As discussed herein, the worker is habituated to work on old machine, and now the worker is required to work on a new machine, where the new machine has advanced technology and thus requires a new way of performing the activity. The same outcome can be achieved with the new machine by performing the process in different way as discussed herein. According to one or more embodiments, the interactive software code 150 performs comparative digital twin simulation between the old machine and the new machine, and the interactive software code 150 can overlay the comparative information on the new machine so that the worker can quickly learn the new machine. This example scenario continues below.
FIG. 6 is a flowchart of a computer-implemented method 600 for guiding a worker to operate a machine by providing augmented reality based comparative learning of machine functionality according to one or more embodiments. During the period of training the worker on the new machine, the user may take advantage of augmented reality to contextualize the use of the new machine as compared to the old machine in accordance with one or more embodiments. Although the AR device 202 is commonly thought of as a heads-up display for eyewear, the augmented reality may be communicated in alternate augmented methodologies as well. In the example scenario, it is assumed that the new machine is physically present with the worker in the real world as the worker is being trained.
At block 602, the interactive software code 150 is configured to present the worker with a notation of a step to be completed, as defined in the new process. The interactive software code 150 can cause the display of the notation on the viewing apparatus 204 of the AR device 202. The notation can include a textual description of the new process and/or the new step in the new process. The notation can include a visual representation, such as an icon representing the new process and/or the new step in the new process. Additionally, the interactive software code 150 can cause the notation to be audibly output as the description of the new process and/or the new step in the new process through speakers 324 of the AR device 202.

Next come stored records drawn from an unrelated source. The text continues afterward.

//! Turn and tool-call domain types.
//!
//! These are the core value objects that flow through the system:
//! a spoken command becomes a user turn → the provider answers with an
//! assistant turn (possibly carrying tool calls) → executed actions come back
//! as tool turns carrying fresh screenshots.

use chrono::{DateTime, Utc};
use serde::{Deserialize, Serialize};
use uuid::Uuid;

/// The role of a turn in the conversation history.
#[derive(Debug, Clone, Copy, PartialEq, Eq, Serialize, Deserialize)]
#[serde(rename_all = "lowercase")]
pub enum Role {
    /// The end user (spoken command, or a synthetic screenshot frame)
    User,
    /// The model
    Assistant,
    /// Result of an executed action
    Tool,
}

/// A base64-encoded screenshot riding along with a turn.
#[derive(Debug, Clone, PartialEq, Eq, Serialize, Deserialize)]
pub struct ImagePayload {
    /// MIME type, always "image/png" for our captures
    pub media_type: String,

    /// Base64-encoded image bytes
    pub data: String,
}

impl ImagePayload {
    pub fn png(data: impl Into<String>) -> Self {
        Self {
            media_type: "image/png".into(),
            data: data.into(),
        }
    }
}

/// A tool call requested by the model in an assistant turn.
#[derive(Debug, Clone, PartialEq, Eq, Serialize, Deserialize)]
pub struct ToolUse {
    /// Provider-assigned ID, echoed back in the matching tool result
    pub id: String,

    /// Tool name (e.g. "computer")
    pub name: String,

    /// Raw arguments as received from the provider
    pub input: serde_json::Value,
}

/// A single turn in the agent's conversation history.
#[derive(Debug, Clone, Serialize, Deserialize)]
pub struct Turn {
    /// Unique turn ID
    pub id: String,

    /// Who produced this turn
    pub role: Role,

    /// The text content (may be empty for image-only turns)
    pub content: String,

    /// Tool calls requested by the model (assistant turns only)
    #[serde(default, skip_serializing_if = "Vec::is_empty")]
    pub tool_calls: Vec<ToolUse>,

    /// If this is a tool result, which tool call it responds to
    #[serde(default, skip_serializing_if = "Option::is_none")]
    pub tool_call_id: Option<String>,

    /// Screenshot attached to this turn, if any
    #[serde(default, skip_serializing_if = "Option::is_none")]
    pub image: Option<ImagePayload>,

    /// Timestamp
    pub timestamp: DateTime<Utc>,
}

impl Turn {
    /// Create a new user turn from command text.
    pub fn user(content: impl Into<String>) -> Self {
        Self {
            id: Uuid::new_v4().to_string(),
            role: Role::User,
            content: content.into(),
            tool_calls: Vec::new(),
            tool_call_id: None,
            image: None,
            timestamp: Utc::now(),
        }
    }

    /// Create an assistant turn.
    pub fn assistant(content: impl Into<String>) -> Self {
        Self {
            id: Uuid::new_v4().to_string(),
            role: Role::Assistant,
            content: content.into(),
            tool_calls: Vec::new(),
            tool_call_id: None,
            image: None,
            timestamp: Utc::now(),
        }
    }

    /// Create an assistant turn carrying tool calls.
    pub fn assistant_with_tools(content: impl Into<String>, tool_calls: Vec<ToolUse>) -> Self {
        Self {
            tool_calls,
            ..Self::assistant(content)
        }
    }

    /// Create a tool result turn.
    pub fn tool_result(tool_call_id: impl Into<String>, content: impl Into<String>) -> Self {
        Self {
            id: Uuid::new_v4().to_string(),
            role: Role::Tool,
            content: content.into(),
            tool_calls: Vec::new(),
            tool_call_id: Some(tool_call_id.into()),
            image: None,
            timestamp: Utc::now(),
        }
    }

    /// Create a tool result turn carrying a screenshot.
    pub fn tool_result_with_image(
        tool_call_id: impl Into<String>,
        content: impl Into<String>,
        image: ImagePayload,
    ) -> Self {
        Self {
            image: Some(image),
            ..Self::tool_result(tool_call_id, content)
        }
    }

    /// Create a synthetic user turn carrying only a screenshot.
    ///
    /// The per-iteration screen capture enters history this way so it is
    /// pruned by the same image-retention rule as tool-result screenshots.
    pub fn screenshot(image: ImagePayload) -> Self {
        Self {
            image: Some(image),
            ..Self::user("")
        }
    }

    /// Whether this turn carries an image payload.
    pub fn has_image(&self) -> bool {
        self.image.is_some()
    }
}

#[cfg(test)]
mod tests {
    use super::*;

    #[test]
    fn create_user_turn() {
        let turn = Turn::user("open safari");
        assert_eq!(turn.role, Role::User);
        assert_eq!(turn.content, "open safari");
        assert!(turn.tool_calls.is_empty());
        assert!(!turn.has_image());
    }

    #[test]
    fn tool_result_links_back_to_call() {
        let turn = Turn::tool_result("toolu_01", "done");
        assert_eq!(turn.role, Role::Tool);
        assert_eq!(turn.tool_call_id.as_deref(), Some("toolu_01"));
    }

    #[test]
    fn screenshot_turn_is_image_only_user_turn() {
        let turn = Turn::screenshot(ImagePayload::png("aGVsbG8="));
        assert_eq!(turn.role, Role::User);
        assert!(turn.content.is_empty());
        assert!(turn.has_image());
    }

    #[test]
    fn turn_serialization_roundtrip() {
        let turn = Turn::assistant_with_tools(
            "Clicking the button",
            vec![ToolUse {
                id: "toolu_01".into(),
                name: "computer".into(),
                input: serde_json::json!({"action": "left_click", "coordinate": [10, 20]}),
            }],
        );
        let json = serde_json::to_string(&turn).unwrap();
        let back: Turn = serde_json::from_str(&json).unwrap();
        assert_eq!(back.role, Role::Assistant);
        assert_eq!(back.tool_calls.len(), 1);
        assert_eq!(back.tool_calls[0].name, "computer");
    }
}
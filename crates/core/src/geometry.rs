//! Display geometry and coordinate scaling.
//!
//! The model reasons about the screen at a reduced "target" resolution (the
//! resolutions computer-use models are trained on), while the OS wants native
//! pixels. `DisplayGeometry` is fixed at startup and owns the mapping in both
//! directions.

use serde::{Deserialize, Serialize};

/// Resolutions the model is allowed to see, in ascending area order.
///
/// XGA (4:3), WXGA (16:10), FWXGA (~16:9). The best aspect-ratio match to the
/// native display is chosen at startup.
pub const SUPPORTED_TARGETS: [(u32, u32); 3] = [(1024, 768), (1280, 800), (1366, 768)];

/// The fixed mapping between native screen pixels and model-facing target
/// pixels. Immutable after startup — a mid-run resolution change is not
/// supported.
#[derive(Debug, Clone, Copy, PartialEq, Eq, Serialize, Deserialize)]
pub struct DisplayGeometry {
    pub native_width: u32,
    pub native_height: u32,
    pub target_width: u32,
    pub target_height: u32,
}

impl DisplayGeometry {
    /// Choose the target resolution whose aspect ratio is closest to the
    /// native display's. Ties go to the larger target area.
    pub fn select(native_width: u32, native_height: u32) -> Self {
        let native_ratio = native_width as f64 / native_height as f64;
        let (target_width, target_height) = SUPPORTED_TARGETS
            .iter()
            .copied()
            .min_by(|&(aw, ah), &(bw, bh)| {
                let da = (aw as f64 / ah as f64 - native_ratio).abs();
                let db = (bw as f64 / bh as f64 - native_ratio).abs();
                da.partial_cmp(&db)
                    .unwrap_or(std::cmp::Ordering::Equal)
                    // On an aspect-ratio tie, prefer the larger area.
                    .then((bw * bh).cmp(&(aw * ah)))
            })
            .unwrap_or((1024, 768));

        Self {
            native_width,
            native_height,
            target_width,
            target_height,
        }
    }

    /// Build a geometry with an explicit target, for config overrides.
    pub fn with_target(
        native_width: u32,
        native_height: u32,
        target_width: u32,
        target_height: u32,
    ) -> Self {
        Self {
            native_width,
            native_height,
            target_width,
            target_height,
        }
    }

    /// Convert a native pixel coordinate into target space.
    pub fn to_target(&self, x: u32, y: u32) -> (i32, i32) {
        (
            scale(x, self.target_width, self.native_width),
            scale(y, self.target_height, self.native_height),
        )
    }

    /// Convert a validated target-space coordinate into native pixels.
    ///
    /// Callers must bounds-check with [`contains_target`](Self::contains_target)
    /// first; this only scales.
    pub fn to_native(&self, x: i32, y: i32) -> (u32, u32) {
        (
            scale_u(x.max(0) as u32, self.native_width, self.target_width),
            scale_u(y.max(0) as u32, self.native_height, self.target_height),
        )
    }

    /// Whether a target-space point lies within `[0, width) × [0, height)`.
    pub fn contains_target(&self, x: i32, y: i32) -> bool {
        x >= 0 && y >= 0 && (x as u32) < self.target_width && (y as u32) < self.target_height
    }

    /// Ratio of native to target width, useful for logging.
    pub fn scale_factor(&self) -> f64 {
        self.native_width as f64 / self.target_width as f64
    }
}

/// Nearest-integer linear scaling: `v * num / den`.
fn scale(v: u32, num: u32, den: u32) -> i32 {
    ((v as f64 * num as f64 / den as f64).round()) as i32
}

fn scale_u(v: u32, num: u32, den: u32) -> u32 {
    (v as f64 * num as f64 / den as f64).round() as u32
}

In one or more embodiments, the worker wearing the AR device 202 may inquire how do a perform the new process X on the new machine. In one or more embodiments, the worker can verbally inquire how to perform the new process on the new machine 822 or 922 using the microphone 322 of the AR device 202, which is then process by the NLP model 352 after conversion from speech-to-text. In one or more embodiments, the user can input text and/or make a selection in a graphical user interface (GUI) of the AR device 202 to inquire how to perform the new process on the new machine 822 or 922. In one or more embodiments, the worker can stand in front of the new machine with the camera 320 capturing the new machine, and the interactive software code 150 recognizes captured images/video as being the new machine in repository 226 or repository 356 using image recognition software 346.
At block 604, the interactive software code 150 is configured to display on the viewing apparatus 204 to the worker a presentation of the old steps for the old process on the old machine. The interactive software code 150 can search the mappings 354 for a mapping of the old machine 802 to the new machine 822. The presentation on the AR device 202 can be the digital representation 208 of original machine 802 in which the old step(s) of the old process is performed using the equivalent old component, for example, the crank 804 and/or the lever 806, on the original machine 802. This digital representation 208 of the old steps for the old machine is overlaid on the actual view 208 of the new machine 822 in the real world.

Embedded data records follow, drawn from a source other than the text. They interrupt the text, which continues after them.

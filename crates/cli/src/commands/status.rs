//! `handsfree status` — Show configuration summary.

use handsfree_config::AppConfig;

pub async fn run() -> Result<(), Box<dyn std::error::Error>> {
    let config = AppConfig::load()?;

    println!("🎙️  Handsfree Status");
    println!("===================\n");

    println!("  Provider:        {}", config.provider);
    println!("  Model:           {}", config.model);
    println!(
        "  API key:         {}",
        if config.has_api_key() { "configured" } else { "missing" }
    );
    println!("  Wake phrase:     \"{}\"", config.voice.wake_phrase);
    println!("  Whisper model:   {}", config.voice.whisper_model);
    println!(
        "  Speech output:   {} ({})",
        if config.voice.speak_feedback { "on" } else { "off" },
        config.voice.tts_engine
    );
    println!(
        "  Gestures:        {}",
        if config.gesture.enabled { "enabled" } else { "disabled" }
    );
    println!(
        "  Target display:  {}",
        config
            .executor
            .target_resolution
            .as_deref()
            .unwrap_or("auto (aspect-ratio match)")
    );
    println!("  Max iterations:  {}", config.agent.max_iterations);
    println!(
        "  Fast path:       {}",
        if config.agent.local_fast_path { "on" } else { "off" }
    );
    println!();

    Ok(())
}
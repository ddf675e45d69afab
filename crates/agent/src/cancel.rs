//! Cooperative cancellation.
//!
//! The reset gesture (and a wake word heard mid-run) set the flag; the agent
//! loop checks it after every executed action and between iterations.

use std::sync::Arc;
use std::sync::atomic::{AtomicBool, Ordering};

#[derive(Debug, Clone, Default)]
pub struct CancelFlag {
    inner: Arc<AtomicBool>,
}

impl CancelFlag {
    pub fn new() -> Self {
        Self::default()
    }

    pub fn cancel(&self) {
        self.inner.store(true, Ordering::SeqCst);
    }

    pub fn is_cancelled(&self) -> bool {
        self.inner.load(Ordering::SeqCst)
    }

    /// Re-arm the flag for the next run.
    pub fn clear(&self) {
        self.inner.store(false, Ordering::SeqCst);
    }
}

#[cfg(test)]
mod tests {
    use super::*;

    #[test]
    fn cancel_is_visible_through_clones() {
        let flag = CancelFlag::new();
        let clone = flag.clone();
        assert!(!clone.is_cancelled());
        flag.cancel();
        assert!(clone.is_cancelled());
        clone.clear();
        assert!(!flag.is_cancelled());
    }
}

The AR device 202 also displays an indication that the step(s) is for the process on the old machine as appropriate. The digital representation 208 of the original machine 802 displayed on the AR device 202 can be a digital twin model/image of the old machine with the related old components highlighted. The highlighted old component can be the crank 804 and/or the lever 806 of the original machine 802. Alternatively, and/or additionally, the presentation on the AR device 202 can be an image/video from a learning corpus of the worker actually performing the steps on the old machine. The image/video of the worker may be retrieved from the repository 256 or repository 356.
At block 606, the interactive software code 150 is configured to, in a field-of-view of the work, use the digital twin model of the new machine 822 to map the (current) new step to the corresponding component on the new machine 822. The interactive software code 150 can select the digital twin model of the new machine 822 from the digital twin models 350 and display the highlighted new component, for example, the button 824 and/or slidable piece 826 utilized to perform the equivalent new step of the new process on the new machine 822. In one or more embodiments, the highlighted new component of the digital twin model can be displayed as another digital representation 208 of the new machine 822 in the viewing apparatus 204.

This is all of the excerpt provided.